From 1933 to 1946, the German philologist Victor Klemperer kept a diary tracking the changing nature of the German language as it deformed. Although a Protestant convert, Klemperer was Jewish under Racial Definition laws. “My work on language was a means of legitimate self defence”, he wrote. “I randomly collected everything within reach found in the books, in newspapers, in radio broadcast, in speeches belted out through loudspeakers, in conversations on the street, in jokes told in secret because they could lead one to jail.”
In his diaries Klemperer recorded the new language of daily life, which carried implications barely grasped by those who spoke it. He observed how friends, who looked upon him personally with affection, used a vocabulary that was “the embodiment of brutal arrogance and contempt for people who are in any way different”. When asked what was the point of keeping such a diary, which failed to deal with the grand political sweep, he replied that “a thousand mosquito bites are worse than a blow to the head. I observe, note down the mosquito bites.”

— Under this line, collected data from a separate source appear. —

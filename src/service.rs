//! DNS-SD service advertisement: record building and answering questions.
//!
//! A registered service answers three kinds of question:
//! - `instance.type.domain` for SRV/TXT (ANY gets both), with the host address as glue
//! - `type.domain` for PTR to the instance, with SRV/TXT/host address as additional records
//! - `_services._dns-sd._udp.domain` for PTR to the service type

use std::fmt;
use std::sync::Arc;

use anyhow::Result;

use crate::message::{Message, RecordData, RecordType, RR};
use crate::name::Name;
use crate::responder::Responder;
use crate::transport::Host;

pub const DEFAULT_SRV_TTL: u32 = 240;
pub const DEFAULT_PTR_TTL: u32 = 7200;
pub const DEFAULT_DOMAIN: &str = "local";
pub const SERVICES_ENUMERATION: &str = "_services._dns-sd._udp";

/// Description of a local service, configured before it is started.
#[derive(Debug, Clone)]
pub struct Service {
    name: Name,
    service_type: Name,
    domain: Name,
    port: u16,
    txt: Vec<(String, String)>,
    target: Option<Name>,
    ttl: Option<u32>,
    priority: u16,
    weight: u16,
}

impl Service {
    /// `name` is the instance name and is used as a single label, so it may contain
    /// dots and spaces. `service_type` is e.g. `_http._tcp`.
    pub fn new(name: &str, service_type: &str, port: u16) -> Result<Self> {
        if name.is_empty() {
            anyhow::bail!("service instance name is empty");
        }
        let service_type = Name::parse(service_type.trim_end_matches('.'))?;
        if service_type.is_empty() {
            anyhow::bail!("service type is empty");
        }
        Ok(Self {
            name: Name::from_label(name)?,
            service_type,
            domain: Name::parse(DEFAULT_DOMAIN)?,
            port,
            txt: Vec::new(),
            target: None,
            ttl: None,
            priority: 0,
            weight: 0,
        })
    }

    /// Set a TXT key/value pair, replacing an earlier value for the same key.
    pub fn txt(mut self, key: &str, value: &str) -> Self {
        match self.txt.iter_mut().find(|(k, _)| k == key) {
            Some(entry) => entry.1 = value.to_owned(),
            None => self.txt.push((key.to_owned(), value.to_owned())),
        }
        self
    }

    /// Host the SRV record points at. Without one the responder's own host is used and
    /// its address record is sent along as glue.
    pub fn target(mut self, host: &str) -> Result<Self> {
        let mut target = Name::parse(host)?;
        target.set_absolute(true);
        self.target = Some(target);
        Ok(self)
    }

    pub fn domain(mut self, domain: &str) -> Result<Self> {
        self.domain = Name::parse(domain.trim_start_matches('.'))?;
        Ok(self)
    }

    /// TTL for all records. By default SRV/TXT use 240 seconds and PTR 7200.
    pub fn ttl(mut self, secs: u32) -> Self {
        self.ttl = Some(secs);
        self
    }

    pub fn priority(mut self, priority: u16) -> Self {
        self.priority = priority;
        self
    }

    pub fn weight(mut self, weight: u16) -> Self {
        self.weight = weight;
        self
    }

    pub fn port(&self) -> u16 {
        self.port
    }

    fn domain_name(&self) -> Name {
        let mut domain = self.domain.clone();
        domain.set_absolute(true);
        domain
    }

    /// `type.domain.`
    pub fn type_name(&self) -> Result<Name> {
        self.service_type.join(&self.domain_name())
    }

    /// `name.type.domain.`
    pub fn instance_name(&self) -> Result<Name> {
        self.name.join(&self.type_name()?)
    }

    pub(crate) fn register(
        self,
        id: u64,
        host: Option<&Host>,
        host_ttl: u32,
    ) -> Result<RegisteredService> {
        let (target, host_rr) = match (&self.target, host) {
            (Some(target), _) => (target.clone(), None),
            (None, Some(host)) => (
                host.name.clone(),
                Some(RR::new(host.name.clone(), host_ttl, RecordData::A(host.addr))),
            ),
            (None, None) => {
                anyhow::bail!("service {} has no target and the local host is unknown", self)
            }
        };
        let type_name = self.type_name()?;
        let instance = self.instance_name()?;
        let enumeration = Name::parse(SERVICES_ENUMERATION)?.join(&self.domain_name())?;
        let strings = self
            .txt
            .iter()
            .map(|(k, v)| format!("{}={}", k, v))
            .collect();

        Ok(RegisteredService {
            id,
            srv_ttl: self.ttl.unwrap_or(DEFAULT_SRV_TTL),
            ptr_ttl: self.ttl.unwrap_or(DEFAULT_PTR_TTL),
            enum_ptr: RecordData::Ptr(type_name.clone()),
            ptr: RecordData::Ptr(instance.clone()),
            srv: RecordData::Srv {
                priority: self.priority,
                weight: self.weight,
                port: self.port,
                target,
            },
            txt: RecordData::Txt(strings),
            host: host_rr,
            type_name,
            instance,
            enumeration,
        })
    }
}

impl fmt::Display for Service {
    fn fmt(&self, f: &mut fmt::Formatter<'_>) -> fmt::Result {
        write!(f, "{}.{}.{}:{}", self.name, self.service_type, self.domain, self.port)
    }
}

/// A started service as held by the responder.
#[derive(Debug, Clone)]
pub(crate) struct RegisteredService {
    pub id: u64,
    pub instance: Name,
    pub type_name: Name,
    pub enumeration: Name,
    pub srv_ttl: u32,
    pub ptr_ttl: u32,
    pub ptr: RecordData,
    pub enum_ptr: RecordData,
    pub srv: RecordData,
    pub txt: RecordData,
    pub host: Option<RR>,
}

impl RegisteredService {
    fn srv_rr(&self) -> RR {
        RR::new(self.instance.clone(), self.srv_ttl, self.srv.clone())
    }

    fn txt_rr(&self) -> RR {
        RR::new(self.instance.clone(), self.srv_ttl, self.txt.clone())
    }

    fn ptr_rr(&self) -> RR {
        RR::new(self.type_name.clone(), self.ptr_ttl, self.ptr.clone())
    }

    fn add_host(&self, msg: &mut Message) {
        if let Some(host) = &self.host {
            msg.add_additional(host.clone());
        }
    }

    /// Add whatever this service knows about (name, rtype) to `msg`.
    pub fn answer_question(&self, name: &Name, rtype: RecordType, msg: &mut Message) {
        if *name == self.instance {
            match rtype {
                RecordType::Any => {
                    msg.add_question(name.clone(), rtype);
                    msg.add_answer(self.srv_rr());
                    msg.add_answer(self.txt_rr());
                    self.add_host(msg);
                }
                RecordType::Srv => {
                    msg.add_question(name.clone(), rtype);
                    msg.add_answer(self.srv_rr());
                    self.add_host(msg);
                }
                RecordType::Txt => {
                    msg.add_question(name.clone(), rtype);
                    msg.add_answer(self.txt_rr());
                }
                RecordType::A | RecordType::Aaaa | RecordType::Ptr | RecordType::Other(_) => {}
            }
        } else if *name == self.type_name {
            match rtype {
                RecordType::Any | RecordType::Ptr => {
                    msg.add_question(name.clone(), rtype);
                    msg.add_answer(self.ptr_rr());
                    msg.add_additional(self.srv_rr());
                    msg.add_additional(self.txt_rr());
                    self.add_host(msg);
                }
                RecordType::A
                | RecordType::Aaaa
                | RecordType::Srv
                | RecordType::Txt
                | RecordType::Other(_) => {}
            }
        } else if *name == self.enumeration {
            match rtype {
                RecordType::Any | RecordType::Ptr => {
                    msg.add_question(name.clone(), rtype);
                    msg.add_answer(RR::new(
                        self.enumeration.clone(),
                        self.ptr_ttl,
                        self.enum_ptr.clone(),
                    ));
                }
                RecordType::A
                | RecordType::Aaaa
                | RecordType::Srv
                | RecordType::Txt
                | RecordType::Other(_) => {}
            }
        }
    }

    /// Records multicast once when the service starts.
    pub fn announcements(&self) -> Vec<RR> {
        let mut rrs = vec![self.ptr_rr(), self.srv_rr(), self.txt_rr()];
        rrs.extend(self.host.clone());
        rrs
    }
}

/// Handle to a started service. Dropping it leaves the service registered.
pub struct ServiceHandle {
    id: u64,
    instance: Name,
    responder: Arc<Responder>,
}

impl ServiceHandle {
    pub(crate) fn new(id: u64, instance: Name, responder: Arc<Responder>) -> Self {
        Self {
            id,
            instance,
            responder,
        }
    }

    pub fn instance(&self) -> &Name {
        &self.instance
    }

    /// Stop answering for the service. No goodbye is sent, peers let the records expire.
    pub async fn stop(self) {
        self.responder.service_stop(self.id).await;
    }
}

impl fmt::Display for ServiceHandle {
    fn fmt(&self, f: &mut fmt::Formatter<'_>) -> fmt::Result {
        write!(f, "service {}", self.instance)
    }
}

#[cfg(test)]
mod tests {
    use super::*;
    use std::net::Ipv4Addr;

    fn n(s: &str) -> Name {
        Name::parse(s).unwrap()
    }

    fn host() -> Host {
        Host {
            name: n("ensemble.local."),
            addr: Ipv4Addr::new(10, 0, 0, 9),
        }
    }

    fn printer() -> RegisteredService {
        Service::new("printer", "_http._tcp", 9100)
            .unwrap()
            .txt("path", "/")
            .register(1, Some(&host()), 240)
            .unwrap()
    }

    #[test]
    fn names_and_defaults() {
        let svc = printer();
        assert_eq!(svc.instance.to_string(), "printer._http._tcp.local.");
        assert_eq!(svc.type_name.to_string(), "_http._tcp.local.");
        assert_eq!(svc.enumeration.to_string(), "_services._dns-sd._udp.local.");
        assert_eq!(svc.srv_ttl, DEFAULT_SRV_TTL);
        assert_eq!(svc.ptr_ttl, DEFAULT_PTR_TTL);
        assert_eq!(svc.txt, RecordData::Txt(vec!["path=/".to_owned()]));
    }

    #[test]
    fn overrides_before_start() {
        let svc = Service::new("Sam's Printer", "_ipp._tcp", 631)
            .unwrap()
            .domain("example.org")
            .unwrap()
            .ttl(10)
            .priority(3)
            .weight(7)
            .target("spool.example.org")
            .unwrap()
            .register(1, Some(&host()), 240)
            .unwrap();
        assert_eq!(svc.instance.labels()[0], "Sam's Printer");
        assert_eq!(svc.type_name.to_string(), "_ipp._tcp.example.org.");
        assert_eq!(svc.srv_ttl, 10);
        assert_eq!(svc.ptr_ttl, 10);
        assert_eq!(
            svc.srv,
            RecordData::Srv {
                priority: 3,
                weight: 7,
                port: 631,
                target: n("spool.example.org."),
            }
        );
        // explicit target: no glue
        assert!(svc.host.is_none());
    }

    #[test]
    fn txt_keys_replace() {
        let svc = Service::new("x", "_http._tcp", 80)
            .unwrap()
            .txt("path", "/a")
            .txt("path", "/b")
            .register(1, Some(&host()), 240)
            .unwrap();
        assert_eq!(svc.txt, RecordData::Txt(vec!["path=/b".to_owned()]));
    }

    #[test]
    fn no_target_without_host() {
        let err = Service::new("x", "_http._tcp", 80).unwrap().register(1, None, 240);
        assert!(err.is_err());
        assert!(Service::new("", "_http._tcp", 80).is_err());
    }

    #[test]
    fn answers_instance_questions() {
        let svc = printer();
        let mut msg = Message::response();
        svc.answer_question(&n("PRINTER._http._tcp.local"), RecordType::Any, &mut msg);
        let types: Vec<_> = msg.answers.iter().map(RR::rtype).collect();
        assert_eq!(types, vec![RecordType::Srv, RecordType::Txt]);
        assert_eq!(msg.additional.len(), 1);
        assert_eq!(msg.additional[0].data, RecordData::A(Ipv4Addr::new(10, 0, 0, 9)));

        let mut msg = Message::response();
        svc.answer_question(&n("printer._http._tcp.local"), RecordType::Txt, &mut msg);
        assert_eq!(msg.answers.len(), 1);
        assert!(msg.additional.is_empty());

        let mut msg = Message::response();
        svc.answer_question(&n("printer._http._tcp.local"), RecordType::A, &mut msg);
        assert!(msg.answers.is_empty());
        assert!(msg.questions.is_empty());
    }

    #[test]
    fn answers_type_and_enumeration() {
        let svc = printer();
        let mut msg = Message::response();
        svc.answer_question(&n("_http._tcp.local"), RecordType::Ptr, &mut msg);
        assert_eq!(msg.answers.len(), 1);
        assert_eq!(msg.answers[0].data, RecordData::Ptr(n("printer._http._tcp.local")));
        assert_eq!(msg.additional.len(), 3);

        let mut msg = Message::response();
        svc.answer_question(&n("_services._dns-sd._udp.local"), RecordType::Any, &mut msg);
        assert_eq!(msg.answers.len(), 1);
        assert_eq!(msg.answers[0].name, n("_services._dns-sd._udp.local"));
        assert_eq!(msg.answers[0].data, RecordData::Ptr(n("_http._tcp.local")));

        let mut msg = Message::response();
        svc.answer_question(&n("_ipp._tcp.local"), RecordType::Ptr, &mut msg);
        assert!(msg.answers.is_empty());
    }

    #[test]
    fn announcement_records() {
        let rrs = printer().announcements();
        let types: Vec<_> = rrs.iter().map(RR::rtype).collect();
        assert_eq!(
            types,
            vec![RecordType::Ptr, RecordType::Srv, RecordType::Txt, RecordType::A]
        );
        assert_eq!(rrs[0].name, n("_http._tcp.local"));
    }
}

I do not want to directly compare our time with Klemperer’s, but over the last few years the mosquitos bite more often. My notebook from last week lists a few phrases with shifting meanings, covering up new lows with euphemism:
“The voice of the people”: repeatedly cited in US Vice President J D Vance’s Munich speech. “There’s no room for firewalls”; a reference to the crumbling German post-war pact not to do business with the ascendant far Right. He warned against “disregarding your basic electorate on questions like who gets to be a part of our shared society…there is nothing more urgent than mass migration”. “Democracy rests on the sacred principle that the voice of the people matters”. In Germany, that voice demands mass deportation.
“Citizen“: a status exploited by people from the Global South to access rights they aren’t entitled to. Last week, a family in Gaza won the right to remain in the UK. The Prime Minister promised to close the “legal loophole” that allowed it. “A Palestinian came to the UK in 2007”, said the leader of the opposition. “He is now a British citizen. This is precisely why we need to break the conveyer belt from arriving in the UK to acquiring indefinite leave to remain, and then a British passport, and now a right to bring six family members here as well.” As if he only sought citizenship to sneak his family in, a form of judicial smuggling. There’s a subtext of regret for granting people like him citizenship in the first place, a hint of the will to undo it, and a message that acceptance comes only on condition that people abandon their roots altogether.
“Good Character”: one of the criteria by which the UK government assesses citizenship claims. New guidance now recommends refusing those who have “made a dangerous journey”, doubting their “good character” because they “entered the UK illegally”.
Reading between the lines helps us to understand what brought us down this path, to see what’s coming down the road, and gives us the chance to change course.
What phrases would you note down if you were keeping Klemperer’s diary today?